On Monday the Dow Jones Industrial Average saw its biggest one-day slide in more than three decades.
This was the latest huge swing as investors weigh the economic impact of the coronavirus pandemic.
It comes as a key measure of stock market volatility, known as the "Fear Gauge", has surged to a record high.
Asian shares continued to see volatile trading on Tuesday with markets in Tokyo, Hong Kong and Shanghai swinging between losses and gains. At the same time US stock index futures indicated a positive open for Wall Street.
On Monday financial markets slumped, with the Dow losing close to 13% and the S&P 500 falling almost 12%, marking the biggest one-day falls for both indexes since "Black Monday" in 1987.
That followed the US Federal Reserve making another emergency rate cut on Sunday, prompting central banks around the world to ease policy in the biggest coordinated response since the global financial crisis more than a decade ago.

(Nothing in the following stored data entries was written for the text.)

use chrono::{Duration, TimeZone, Utc};
use perp_fleet::data::HistoricalDataProvider;
use perp_fleet::engine::TradingEngine;
use perp_fleet::models::{FillEvent, MarketEvent, OrderDirection, SignalDirection, SignalEvent};
use perp_fleet::trading::{
    EquityPercentageRiskManager, OrderLimits, PositionTracker, RiskManager,
    SimulatedExecutionHandler, SimulationConfig, SizingBase, Strategy,
};
use proptest::prelude::*;
use rust_decimal::Decimal;
use std::collections::HashMap;

fn signal(direction: SignalDirection, price: Decimal) -> SignalEvent {
    SignalEvent {
        symbol: "BTC".to_string(),
        direction,
        strength: 1.0,
        price,
        timestamp: Utc.with_ymd_and_hms(2024, 1, 1, 0, 0, 0).unwrap(),
    }
}

fn risk_manager(pct: Decimal, max_position_value: Decimal, lot_size: Decimal) -> EquityPercentageRiskManager {
    EquityPercentageRiskManager {
        position_size_pct: pct,
        limits: OrderLimits {
            sizing_base: SizingBase::CurrentEquity,
            max_position_value,
            min_notional: Decimal::ONE,
            lot_size,
            limit_offset_bps: None,
        },
    }
}

fn fill(direction: OrderDirection, quantity: Decimal, price: Decimal, idx: usize) -> FillEvent {
    FillEvent {
        order_id: format!("f{}", idx),
        symbol: "BTC".to_string(),
        direction,
        quantity,
        fill_price: price,
        commission: Decimal::ZERO,
        timestamp: Utc.with_ymd_and_hms(2024, 1, 1, 0, 0, 0).unwrap() + Duration::seconds(idx as i64),
    }
}

/// Flips between long and short every `period` events.
struct Flipper {
    period: usize,
    seen: usize,
}

impl Strategy for Flipper {
    fn on_market_event(&mut self, event: &MarketEvent) -> anyhow::Result<Option<SignalEvent>> {
        self.seen += 1;
        if self.seen % self.period != 0 {
            return Ok(None);
        }
        let direction = if (self.seen / self.period) % 2 == 1 {
            SignalDirection::Long
        } else {
            SignalDirection::Short
        };
        Ok(Some(SignalEvent {
            symbol: event.symbol().to_string(),
            direction,
            strength: 1.0,
            price: event.price(),
            timestamp: event.timestamp(),
        }))
    }

    fn name(&self) -> &str {
        "flipper"
    }
}

proptest! {
    #![proptest_config(ProptestConfig {
        cases: 64,
        .. ProptestConfig::default()
    })]

    #[test]
    fn equity_percentage_order_stays_within_budget(
        equity_cents in 100i64..100_000_000,
        pct_bps in 1i64..=10_000,
        price_cents in 1i64..10_000_000,
        max_value in 1i64..1_000_000,
        lot_exp in 0u32..6,
    ) {
        let equity = Decimal::new(equity_cents, 2);
        let pct = Decimal::new(pct_bps, 4);
        let price = Decimal::new(price_cents, 2);
        let max_position_value = Decimal::from(max_value);
        let lot_size = Decimal::new(1, lot_exp);

        let manager = risk_manager(pct, max_position_value, lot_size);
        let budget = (equity * pct).min(max_position_value);

        let order = manager
            .evaluate(&signal(SignalDirection::Long, price), equity, &HashMap::new())
            .unwrap();

        if let Some(order) = order {
            prop_assert_eq!(order.direction, OrderDirection::Buy);
            prop_assert!(order.quantity > Decimal::ZERO);
            prop_assert!(order.quantity * price <= budget);
            // Rounded down by less than one lot
            prop_assert!(budget - order.quantity * price < lot_size * price);
            prop_assert_eq!(order.quantity % lot_size, Decimal::ZERO);
        } else {
            prop_assert!(budget < Decimal::ONE || (budget / price) < lot_size);
        }
    }

    #[test]
    fn non_positive_equity_never_trades(
        equity_cents in -10_000_000i64..=0,
        price_cents in 1i64..10_000_000,
        short in any::<bool>(),
    ) {
        let manager = risk_manager(Decimal::new(5, 2), Decimal::from(10_000), Decimal::new(1, 3));
        let direction = if short { SignalDirection::Short } else { SignalDirection::Long };

        let order = manager
            .evaluate(
                &signal(direction, Decimal::new(price_cents, 2)),
                Decimal::new(equity_cents, 2),
                &HashMap::new(),
            )
            .unwrap();
        prop_assert!(order.is_none());
    }

    #[test]
    fn position_tracker_is_deterministic(
        fills in prop::collection::vec((any::<bool>(), 1i64..1_000, 1i64..100_000), 1..60),
    ) {
        let fills: Vec<FillEvent> = fills
            .into_iter()
            .enumerate()
            .map(|(idx, (buy, qty, price))| {
                let direction = if buy { OrderDirection::Buy } else { OrderDirection::Sell };
                fill(direction, Decimal::new(qty, 2), Decimal::new(price, 2), idx)
            })
            .collect();

        let mut first = PositionTracker::new();
        let mut second = PositionTracker::new();
        let mut net = Decimal::ZERO;

        for fill in &fills {
            let a = first.process_fill(fill);
            let b = second.process_fill(fill);
            prop_assert_eq!(a, b);
            net += fill.signed_quantity();
        }

        prop_assert_eq!(first.all_positions(), second.all_positions());

        // Net quantity is conserved; flat positions are removed
        let tracked = first.get_position("BTC").map(|p| p.quantity).unwrap_or(Decimal::ZERO);
        prop_assert_eq!(tracked, net);
        if net.is_zero() {
            prop_assert!(first.all_positions().is_empty());
        }
    }

    #[test]
    fn equity_curve_is_append_only(
        prices in prop::collection::vec(1_000i64..200_000, 2..80),
        period in 1usize..6,
    ) {
        let start = Utc.with_ymd_and_hms(2024, 1, 1, 0, 0, 0).unwrap();
        let events: Vec<MarketEvent> = prices
            .iter()
            .enumerate()
            .map(|(idx, price)| MarketEvent::Trade {
                symbol: "BTC".to_string(),
                price: Decimal::new(*price, 2),
                size: Decimal::ONE,
                timestamp: start + Duration::minutes(idx as i64),
            })
            .collect();

        let mut engine = TradingEngine::new(
            "prop",
            Decimal::from(10_000),
            Box::new(risk_manager(Decimal::new(10, 2), Decimal::from(5_000), Decimal::new(1, 4))),
            Box::new(SimulatedExecutionHandler::new(SimulationConfig::default())),
        )
        .with_strategy(Box::new(Flipper { period, seen: 0 }));
        engine.start();

        let mut seen: Vec<Decimal> = engine.equity_curve().values().collect();

        for event in &events {
            let report = tokio_test::block_on(engine.process_market_event(event)).unwrap();
            let now: Vec<Decimal> = engine.equity_curve().values().collect();

            // Earlier points never change; one point per fill
            prop_assert_eq!(&now[..seen.len()], &seen[..]);
            prop_assert_eq!(now.len(), seen.len() + report.fills.len());
            seen = now;
        }

        prop_assert_eq!(seen.len(), engine.metrics().fills + 1);
        prop_assert!(engine.metrics().max_drawdown_pct >= 0.0);
    }

    #[test]
    fn replay_is_reproducible(prices in prop::collection::vec(1_000i64..200_000, 2..40)) {
        let start = Utc.with_ymd_and_hms(2024, 1, 1, 0, 0, 0).unwrap();
        let events: Vec<MarketEvent> = prices
            .iter()
            .enumerate()
            .map(|(idx, price)| MarketEvent::Trade {
                symbol: "BTC".to_string(),
                price: Decimal::new(*price, 2),
                size: Decimal::ONE,
                timestamp: start + Duration::minutes(idx as i64),
            })
            .collect();

        let run = |events: Vec<MarketEvent>| {
            let mut engine = TradingEngine::new(
                "prop",
                Decimal::from(10_000),
                Box::new(risk_manager(Decimal::new(10, 2), Decimal::from(5_000), Decimal::new(1, 4))),
                Box::new(SimulatedExecutionHandler::new(SimulationConfig::default())),
            )
            .with_strategy(Box::new(Flipper { period: 2, seen: 0 }));
            let mut provider = HistoricalDataProvider::from_events(events);
            tokio_test::block_on(engine.run(&mut provider)).unwrap();
            engine.equity_curve().values().collect::<Vec<Decimal>>()
        };

        prop_assert_eq!(run(events.clone()), run(events));
    }
}
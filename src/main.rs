//! Fleet CLI: manage bots, run the orchestrator and backtest configs.

use std::path::{Path, PathBuf};
use std::sync::Arc;
use std::time::Duration;

use anyhow::{anyhow, Context, Result};
use clap::{Parser, Subcommand};
use tokio::io::{AsyncBufReadExt, BufReader};
use tracing::{error, info, warn, Level};
use tracing_subscriber::{EnvFilter, FmtSubscriber};

use perp_fleet::backtest::Backtester;
use perp_fleet::bot::{
    control, BotConfig, BotEvent, BotRegistry, DefaultEngineFactory, OrchestratorConfig,
};
use perp_fleet::db::BotStore;
use perp_fleet::models::MarketEvent;
use perp_fleet::trading::StrategyRegistry;

/// Multi-bot perpetuals trading CLI.
#[derive(Parser)]
#[command(name = "fleet")]
#[command(about = "Run many crash-recoverable trading bots", long_about = None)]
struct Cli {
    /// Database URL
    #[arg(short, long, env = "DATABASE_URL", default_value = "sqlite:./fleet.db?mode=rwc")]
    database: String,

    /// Log level (trace, debug, info, warn, error); RUST_LOG overrides
    #[arg(short, long, default_value = "info")]
    log_level: String,

    /// Seconds between persisted heartbeats of running bots
    #[arg(long, env = "FLEET_HEARTBEAT_SECS", default_value = "5")]
    heartbeat_secs: u64,

    /// Seconds a bot gets to acknowledge a stop before it is marked failed
    #[arg(long, env = "FLEET_SHUTDOWN_TIMEOUT_SECS", default_value = "10")]
    shutdown_timeout_secs: u64,

    #[command(subcommand)]
    command: Commands,
}

#[derive(Subcommand)]
enum Commands {
    /// Register a bot from a JSON config file
    Create {
        /// Path to the bot config
        file: PathBuf,

        /// Override the bot id in the file
        #[arg(long)]
        id: Option<String>,
    },

    /// List all bots
    List,

    /// Queue a stopped bot to start with the next `run`
    Start {
        bot_id: String,
    },

    /// Mark a bot stopped; refused while a live `run` owns it
    Stop {
        bot_id: String,
    },

    /// Delete a bot and its history; refused while a live `run` owns it
    Remove {
        bot_id: String,
    },

    /// Restore bots and feed them market events until Ctrl+C
    Run {
        /// JSON-lines market events; stdin when omitted
        #[arg(short, long)]
        feed: Option<PathBuf>,

        /// Delay between published events, for replaying files
        #[arg(long, default_value = "0")]
        replay_delay_ms: u64,
    },

    /// Replay historical market data through a bot config
    Backtest {
        /// Path to the bot config
        #[arg(short, long)]
        config: PathBuf,

        /// JSON-lines market events
        #[arg(short, long)]
        data: PathBuf,
    },

    /// Show orchestrator settings, strategies or a bot's config
    Config {
        /// Print this bot's stored config and version history
        bot_id: Option<String>,
    },
}

#[tokio::main]
async fn main() -> Result<()> {
    dotenvy::dotenv().ok();
    let cli = Cli::parse();

    // Setup logging
    let log_level = match cli.log_level.to_lowercase().as_str() {
        "trace" => Level::TRACE,
        "debug" => Level::DEBUG,
        "warn" => Level::WARN,
        "error" => Level::ERROR,
        _ => Level::INFO,
    };

    let subscriber = FmtSubscriber::builder()
        .with_env_filter(
            EnvFilter::try_from_default_env()
                .unwrap_or_else(|_| EnvFilter::new(log_level.to_string().to_lowercase())),
        )
        .with_target(false)
        .finish();
    tracing::subscriber::set_global_default(subscriber)?;

    let orchestrator = OrchestratorConfig {
        heartbeat_interval: Duration::from_secs(cli.heartbeat_secs.max(1)),
        shutdown_timeout: Duration::from_secs(cli.shutdown_timeout_secs),
        ..Default::default()
    };

    match cli.command {
        Commands::Backtest { config, data } => {
            let config = load_config(&config)?;
            let results = Backtester::new(config).run_file(&data).await?;
            println!("{}", results);
        }

        Commands::Create { file, id } => {
            let mut config = load_config(&file)?;
            if let Some(id) = id {
                config.bot_id = id;
            }

            let registry = open_registry(&cli.database, orchestrator).await?;
            let bot_id = registry.create(config).await?;
            println!("Created bot: {}", bot_id);
        }

        Commands::List => {
            let store = BotStore::new(&cli.database).await?;
            let bots = store.load_all_bots().await?;

            if bots.is_empty() {
                println!("No bots yet. Use 'fleet create <config.json>' to add one.");
                return Ok(());
            }

            let states = store.load_runtime_states().await?;

            println!(
                "\n{:<24} {:<10} {:<8} {:>4} {:<6} {:<16} {:<20}",
                "BOT", "STATE", "ENABLED", "VER", "MODE", "STRATEGY", "LAST HEARTBEAT"
            );
            println!("{}", "-".repeat(94));

            for stored in bots {
                let state = states.iter().find(|s| s.bot_id == stored.bot_id);
                let (mode, strategy) = BotConfig::from_json(&stored.config_json)
                    .map(|c| (c.mode.to_string(), c.strategy.name))
                    .unwrap_or_else(|_| ("?".to_string(), "<unreadable>".to_string()));

                println!(
                    "{:<24} {:<10} {:<8} {:>4} {:<6} {:<16} {:<20}",
                    truncate(&stored.bot_id, 22),
                    state.map(|s| s.state.as_str()).unwrap_or("unknown"),
                    if stored.enabled { "yes" } else { "no" },
                    stored.version,
                    mode,
                    truncate(&strategy, 14),
                    state
                        .and_then(|s| s.last_heartbeat)
                        .map(|t| t.format("%Y-%m-%d %H:%M:%S").to_string())
                        .unwrap_or_else(|| "-".to_string()),
                );
            }
        }

        Commands::Start { bot_id } => {
            let store = BotStore::new(&cli.database).await?;
            control::request_start(&store, &DefaultEngineFactory::default(), &bot_id).await?;
            println!("Bot {} queued. It starts with the next 'fleet run'.", bot_id);
        }

        Commands::Stop { bot_id } => {
            let store = BotStore::new(&cli.database).await?;
            let previous = control::request_stop(&store, &bot_id, live_within(&orchestrator)).await?;
            println!("Bot {} marked stopped (was {}).", bot_id, previous);
        }

        Commands::Remove { bot_id } => {
            let store = BotStore::new(&cli.database).await?;
            control::remove_offline(&store, &bot_id, live_within(&orchestrator)).await?;
            println!("Removed bot: {}", bot_id);
        }

        Commands::Run {
            feed,
            replay_delay_ms,
        } => {
            let registry = Arc::new(open_registry(&cli.database, orchestrator.clone()).await?);
            let report = registry.restore().await?;

            println!("\n=== Fleet ===");
            println!("Bots registered: {}", report.registered.len());
            println!("Bots running:    {}", report.restarted.len());
            if !report.failed.is_empty() {
                println!("Failed to start: {}", report.failed.join(", "));
            }
            println!("\nPress Ctrl+C to stop.\n");

            let event_log = tokio::spawn(log_bot_events(registry.subscribe()));
            let publisher = tokio::spawn(publish_feed(
                registry.clone(),
                feed,
                Duration::from_millis(replay_delay_ms),
            ));

            tokio::signal::ctrl_c()
                .await
                .context("Failed to listen for Ctrl+C")?;
            info!("Shutdown signal received");

            publisher.abort();
            let results = registry.shutdown_all().await;
            let busy = registry.wait_for_draining(orchestrator.shutdown_timeout).await;
            if busy > 0 {
                warn!(bots = busy, "Exiting while bots are still finishing orders");
            }
            event_log.abort();

            println!("\n{:<24} {:<10}", "BOT", "FINAL STATE");
            println!("{}", "-".repeat(36));
            for (bot_id, state) in results {
                println!("{:<24} {:<10}", truncate(&bot_id, 22), state);
            }
        }

        Commands::Config { bot_id } => match bot_id {
            Some(bot_id) => {
                let store = BotStore::new(&cli.database).await?;
                let stored = store
                    .get_bot(&bot_id)
                    .await?
                    .ok_or_else(|| anyhow!("Bot {} not found", bot_id))?;
                let config = BotConfig::from_json(&stored.config_json)?;

                println!("\n=== Bot {} (v{}) ===\n", bot_id, stored.version);
                println!("{}", serde_json::to_string_pretty(&config)?);
                println!("\nRisk:      {} on {}", config.risk.policy, config.risk.sizing_base);

                let history = store.config_history(&bot_id).await?;
                println!("\n--- History ({} versions) ---", history.len());
                for (version, _) in history {
                    println!("  v{}", version);
                }
            }
            None => {
                println!("\n=== Orchestrator ===\n");
                println!("  Database:          {}", cli.database);
                println!("  Heartbeat:         {}s", orchestrator.heartbeat_interval.as_secs());
                println!("  Shutdown timeout:  {}s", orchestrator.shutdown_timeout.as_secs());
                println!("  Market buffer:     {}", orchestrator.market_buffer);

                println!("\n=== Strategies ===\n");
                for name in StrategyRegistry::with_builtin().names() {
                    println!("  {}", name);
                }
            }
        },
    }

    Ok(())
}

/// Heartbeat age under which a bot counts as owned by a running orchestrator.
fn live_within(config: &OrchestratorConfig) -> chrono::Duration {
    chrono::Duration::from_std(config.heartbeat_interval * 3)
        .unwrap_or_else(|_| chrono::Duration::seconds(15))
}

async fn open_registry(database_url: &str, config: OrchestratorConfig) -> Result<BotRegistry> {
    let store = Arc::new(BotStore::new(database_url).await?);
    Ok(BotRegistry::new(
        store,
        Arc::new(DefaultEngineFactory::default()),
        config,
    ))
}

fn load_config(path: &Path) -> Result<BotConfig> {
    let json = std::fs::read_to_string(path)
        .with_context(|| format!("Failed to read {}", path.display()))?;
    BotConfig::from_json(&json).with_context(|| format!("Invalid bot config in {}", path.display()))
}

/// Read JSON-lines market events and fan them out to the bots.
async fn publish_feed(registry: Arc<BotRegistry>, feed: Option<PathBuf>, delay: Duration) {
    let result = match feed {
        Some(path) => match tokio::fs::File::open(&path).await {
            Ok(file) => publish_lines(&registry, BufReader::new(file), delay).await,
            Err(e) => Err(anyhow!("Failed to open feed {}: {}", path.display(), e)),
        },
        None => publish_lines(&registry, BufReader::new(tokio::io::stdin()), delay).await,
    };

    match result {
        Ok(count) => info!(events = count, "Market feed finished"),
        Err(e) => error!(error = %e, "Market feed failed"),
    }
}

async fn publish_lines<R>(registry: &BotRegistry, reader: BufReader<R>, delay: Duration) -> Result<usize>
where
    R: tokio::io::AsyncRead + Unpin,
{
    let mut lines = reader.lines();
    let mut count = 0usize;

    while let Some(line) = lines.next_line().await? {
        let line = line.trim();
        if line.is_empty() || line.starts_with('#') {
            continue;
        }

        match serde_json::from_str::<MarketEvent>(line) {
            Ok(event) => {
                registry.publish(event);
                count += 1;
            }
            Err(e) => warn!(error = %e, "Skipping malformed market event"),
        }

        if !delay.is_zero() {
            tokio::time::sleep(delay).await;
        }
    }

    Ok(count)
}

async fn log_bot_events(mut events: tokio::sync::broadcast::Receiver<BotEvent>) {
    use tokio::sync::broadcast::error::RecvError;

    loop {
        match events.recv().await {
            Ok(BotEvent::Fill { bot_id, fill, equity }) => info!(
                bot_id = %bot_id,
                symbol = %fill.symbol,
                side = %fill.direction,
                quantity = %fill.quantity,
                price = %fill.fill_price,
                equity = %equity,
                "Fill"
            ),
            Ok(BotEvent::Rejected { bot_id, order_id, reason }) => {
                warn!(bot_id = %bot_id, order_id = %order_id, reason = %reason, "Order rejected")
            }
            Ok(BotEvent::StateChanged { bot_id, state }) => {
                info!(bot_id = %bot_id, state = %state, "Bot state changed")
            }
            Ok(BotEvent::Signal { .. }) => {}
            Err(RecvError::Lagged(n)) => warn!(lagged = n, "Event log lagged"),
            Err(RecvError::Closed) => break,
        }
    }
}

/// Truncate a string to max length in characters.
fn truncate(s: &str, max_len: usize) -> String {
    if s.chars().count() <= max_len {
        s.to_string()
    } else {
        let kept: String = s.chars().take(max_len.saturating_sub(3)).collect();
        format!("{}...", kept)
    }
}

#[cfg(test)]
mod tests {
    use super::*;

    #[test]
    fn test_truncate_counts_characters() {
        assert_eq!(truncate("alpha", 22), "alpha");
        assert_eq!(truncate("abcdefghij", 8), "abcde...");

        // Multi-byte ids must not be split inside a character
        assert_eq!(truncate("bot-éééééééé", 8), "bot-é...");
    }
}
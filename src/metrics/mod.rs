//! Performance metrics over equity curves.

mod calculator;
mod market;

pub use calculator::{MetricsCalculator, PerformanceMetrics};
pub use market::MarketTracker;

Investors are now concerned that the world's central banks may have used most of their ammunition to fight the economic impact of the coronavirus outbreak.
Monday's stock market falls follow US indexes on Friday seeing their biggest daily gains since October 2008. That came just a day after the Dow suffered what was then its biggest one-day plunge since the crash in October 1987.
In the last month the Dow Jones Industrial Average has racked up the five biggest one-day points falls in its 135-year history. In March alone the index has also seen its four biggest one-day points gains on record.
Wall Street's so-called "Fear Gauge" has just topped the levels seen during the financial crisis more than a decade ago. The Chicago Board Options Exchange's VIX, a measure of stock market volatility, surged by almost 43%, surpassing the level seen in 2008.